Shakespeare claims that his eye has become like a painter painting Harry’s beautiful form in the book of his heart.
‘Eye’ could also suggest Shakespeare’s penis, becoming erect like a painter’s brush.
Shakespeare compares his body to the frame that holds a painting – gaining a new perspective on Harry’s beauty – and the art of perspective is one that Tudor artists cultivated.

Holbein’s ‘Ambassadors’ which includes a perspective skull that can only be seen by viewing the painting close up to its right side.
For through the Painter must you see his skill,
To find where your true Image pictur’d lies,
Which in my bosom’s shop is hanging still,
That hath his windows glazed with thine eyes:
Harry must look through Shakespeare’s eyes – like a perspective effect in a painting – to see the image of himself which is lying in Shakespeare’s bosom – waiting as if to be bought in a shop with glass windows that have been glazed by the power of the beams coming from Harry’s eyes.
[The Elizabethans thought that rays came FROM the eyes rather than TO the eyes.]
Now see what good-turns eyes for eyes have done:
Mine eyes have drawn thy shape, and thine for me
Are windows to my breast, where-through the Sun
Delights to peep, to gaze therein on thee.
Shakespeare’s eyes and Harry’s eyes help each other.
Shakespeare’s eyes have behaved like a painter, capturing Harry’s likeness – and by looking into the reflection of himself in Harry’s eyes they act as the windows to Shakespeare’s breast where Harry’s image resides.
The sun itself also likes to peep through the windows of Harry’s eyes to catch a glimpse of Harry’s image.
The implication is that the Sun shines from Harry himself – with a play on ‘Sun’ and ‘son’ that Shakespeare will develop in the Sonnets.
In Sonnet 25. (130) Shakespeare has declared that his mistress Amelia’s eyes are……
…….nothing like the Sun
…….but Harry’s eyes are the Sun itself.
Yet eyes this cunning want to grace their art:
They draw but what they see, know not the heart.
But eyes have their limitation: they can only see Harry’s outward form.
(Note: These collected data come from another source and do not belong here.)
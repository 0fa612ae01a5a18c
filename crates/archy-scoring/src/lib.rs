// SPDX-FileCopyrightText: 2026 Archy Contributors
// SPDX-License-Identifier: MIT OR Apache-2.0

//! Fragment scoring for the Archy learning pipeline.
//!
//! [`ScoringEngine`] grades content fragments against a persisted
//! [`BiasConfig`]: a safety check against forbidden patterns, then a weighted
//! blend of persona alignment, novelty and length. The verdict decides
//! whether a staged fragment may be promoted to validated memory.

pub mod bias;
pub mod engine;
pub mod seen;

pub use bias::BiasConfig;
pub use engine::{ScoringEngine, content_hash};
pub use seen::SeenSet;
They cannot appreciate nature of Harry’s ‘heart’ – his internal truth and worth.
•
Shakespeare, Southampton and Nashe then travelled round Italy, journeying from city to city by a network of canals….
(In those days you really could sail from Milan to Verona, as Valentine does in Two Gentlemen of Verona.)
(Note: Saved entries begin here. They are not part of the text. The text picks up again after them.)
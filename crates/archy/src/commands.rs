// SPDX-FileCopyrightText: 2026 Archy Contributors
// SPDX-License-Identifier: MIT OR Apache-2.0

//! Store, scoring and cache subcommands.
//!
//! Each command returns a JSON value; `main` prints it.

use std::sync::Arc;
use std::time::Duration;

use archy_core::{ArchyError, FragmentMetadata};
use serde_json::{Map, Value, json};

use crate::app::App;

const SECS_PER_DAY: u64 = 86_400;

pub async fn stage(
    app: &App,
    role: &str,
    content: &str,
    intent_keywords: Vec<String>,
) -> Result<Value, ArchyError> {
    let metadata = FragmentMetadata::with_intent_keywords(intent_keywords);
    let id = app.store.stage_experience(role, content, &metadata).await?;
    Ok(json!({ "staging_id": id }))
}

pub async fn staged(app: &App, all: bool, limit: Option<usize>) -> Result<Value, ArchyError> {
    let limit = limit.unwrap_or(app.config.memory.list_limit);
    let rows = app.store.list_staged(limit, !all).await?;
    to_json(&rows)
}

pub async fn memories(app: &App, all: bool, limit: Option<usize>) -> Result<Value, ArchyError> {
    let limit = limit.unwrap_or(app.config.memory.list_limit);
    let rows = app.store.list_memories(all, limit).await?;
    to_json(&rows)
}

/// Validate one fragment (`force` approves it as admin) or a batch.
pub async fn promote(
    app: &App,
    id: Option<i64>,
    batch: bool,
    limit: Option<usize>,
    force: bool,
) -> Result<Value, ArchyError> {
    if batch {
        let limit = limit.unwrap_or(app.config.memory.batch_limit);
        let summary = app.store.batch_validate_and_promote(limit).await?;
        return to_json(&summary);
    }
    let Some(id) = id else {
        return Err(ArchyError::Config(
            "promote needs a staging id or --batch".to_string(),
        ));
    };
    let validation = app.store.validate_and_promote(id, force).await?;
    to_json(&validation)
}

pub async fn retire(app: &App, id: i64, reason: &str) -> Result<Value, ArchyError> {
    let retired = app.store.retire_memory(id, reason).await?;
    Ok(json!({ "memory_id": id, "retired": retired }))
}

pub async fn decay(app: &App, max_age_days: Option<u64>) -> Result<Value, ArchyError> {
    let secs = max_age_days
        .map(|days| days.saturating_mul(SECS_PER_DAY))
        .unwrap_or(app.config.memory.decay_max_age_secs);
    let retired = app.store.decay_old_memories(Duration::from_secs(secs)).await?;
    Ok(json!({ "retired": retired, "max_age_secs": secs }))
}

/// Parse `key=value`. The value is read as JSON when it parses, otherwise
/// as a plain string, so `safety_bias=1.5` is a number and
/// `forbidden_patterns=["x"]` a list.
pub fn parse_assignment(raw: &str) -> Result<(String, Value), ArchyError> {
    let Some((key, value)) = raw.split_once('=') else {
        return Err(ArchyError::Config(format!(
            "expected key=value, got `{raw}`"
        )));
    };
    let key = key.trim();
    if key.is_empty() {
        return Err(ArchyError::Config(format!("missing key in `{raw}`")));
    }
    let value = value.trim();
    let parsed = serde_json::from_str(value).unwrap_or_else(|_| Value::String(value.to_string()));
    Ok((key.to_string(), parsed))
}

/// Apply `--set` assignments, then show the bias configuration. The seen set
/// is summarized by its size.
pub async fn bias(app: &App, assignments: &[String]) -> Result<Value, ArchyError> {
    if !assignments.is_empty() {
        let changes = assignments
            .iter()
            .map(|a| parse_assignment(a))
            .collect::<Result<Map<String, Value>, _>>()?;
        let scoring = Arc::clone(app.scoring());
        tokio::task::spawn_blocking(move || scoring.update(changes))
            .await
            .map_err(|e| ArchyError::Internal(format!("bias update task failed: {e}")))??;
    }

    let snapshot = app.scoring().snapshot();
    let seen = snapshot.seen_hashes.len();
    let mut value = to_json(&snapshot)?;
    if let Some(fields) = value.as_object_mut() {
        fields.insert("seen_hashes".to_string(), json!(seen));
    }
    Ok(value)
}

/// Rank active memories against `query`.
pub async fn search(app: &App, query: &str, top_k: Option<usize>) -> Result<Value, ArchyError> {
    let top_k = top_k.unwrap_or(app.config.embedding.top_k);
    let contents = app.store.active_contents(app.config.memory.list_limit).await?;
    let results = app
        .cache
        .find_similar(query, &contents, top_k, app.config.embedding.dimension)
        .await;
    to_json(&results)
}

pub async fn cache_stats(app: &App) -> Result<Value, ArchyError> {
    to_json(&app.cache.get_cache_stats().await)
}

pub async fn cache_clear(app: &App) -> Result<Value, ArchyError> {
    app.cache.clear_cache().await?;
    cache_stats(app).await
}

/// Score `text` with the scoring engine and the backend's secondary check.
/// Nothing is staged.
pub async fn validate(app: &App, text: &str) -> Result<Value, ArchyError> {
    let score = app.scoring().score_fragment(text, &FragmentMetadata::default());
    let validation_score = app.cache.validate_fragment(text).await;
    Ok(json!({
        "score": score,
        "validation_score": validation_score,
    }))
}

fn to_json<T: serde::Serialize>(value: &T) -> Result<Value, ArchyError> {
    serde_json::to_value(value)
        .map_err(|e| ArchyError::Internal(format!("failed to encode output: {e}")))
}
Sometimes Shakespeare pretended to be the Earl of Southampton while the Earl pretended to be Shakespeare……..which inspired the plot of The Taming of the Shrew, when the aristocratic Lucentio changes clothes with his manservant Tranio….
Nashe draws on the same incident for his ‘novel’ based on the Italian trip – The Unfortunate Traveller – in which the Earl of Surrey changes clothes with his manservant Jack Wilton…..
……to take more liberty of behaviour’ in Italy, the land of ‘whoring’ and ‘sodomitry
Nashe dedicated the book to Henry Wriothesley, third Earl of Southampton (a dedication he was later forced to withdraw) as ‘a lover and cherisher’ ‘as well of the lovers of poets [Amelia Lanyer] as of poets themselves’ [Shakespeare].
This was a reference to the love triangle between Shakespeare, Harry and Amelia in 1591. See Sonnets 37-47 (New Order).
The three men visited Naples,Verona, Padua, Bergamo, Venice and Mantua,
But the first and most significant place they visited, by sea from Barcelona, in absolute secrecy, was, of course….
ROME….
The Eternal City…
Shakespeare was profoundly influenced by Rome’s ruins, which were still being excavated.….
In 1586, seven years earlier, Pope Sixtus V had re-sited an Egyptian obelisk in front of St. Peter’s in Rome – an operation which took six months and involved hundreds of men and horses…..
Eighty-three foot tall, this Obelisk had a profound importance for Catholics. It had been plundered from Egypt by Caligula and erected in the Circus……
According to Roman Catholic doctrine, this Obelisk was the last thing St. Peter saw before he was crucified upside down….
This was thought to have given the Obelisk miraculous powers: it was one of only two left standing in Rome.
The Pope moved the Obelisk – now a holy relic – to a position in front of the Basilica of St. Peter.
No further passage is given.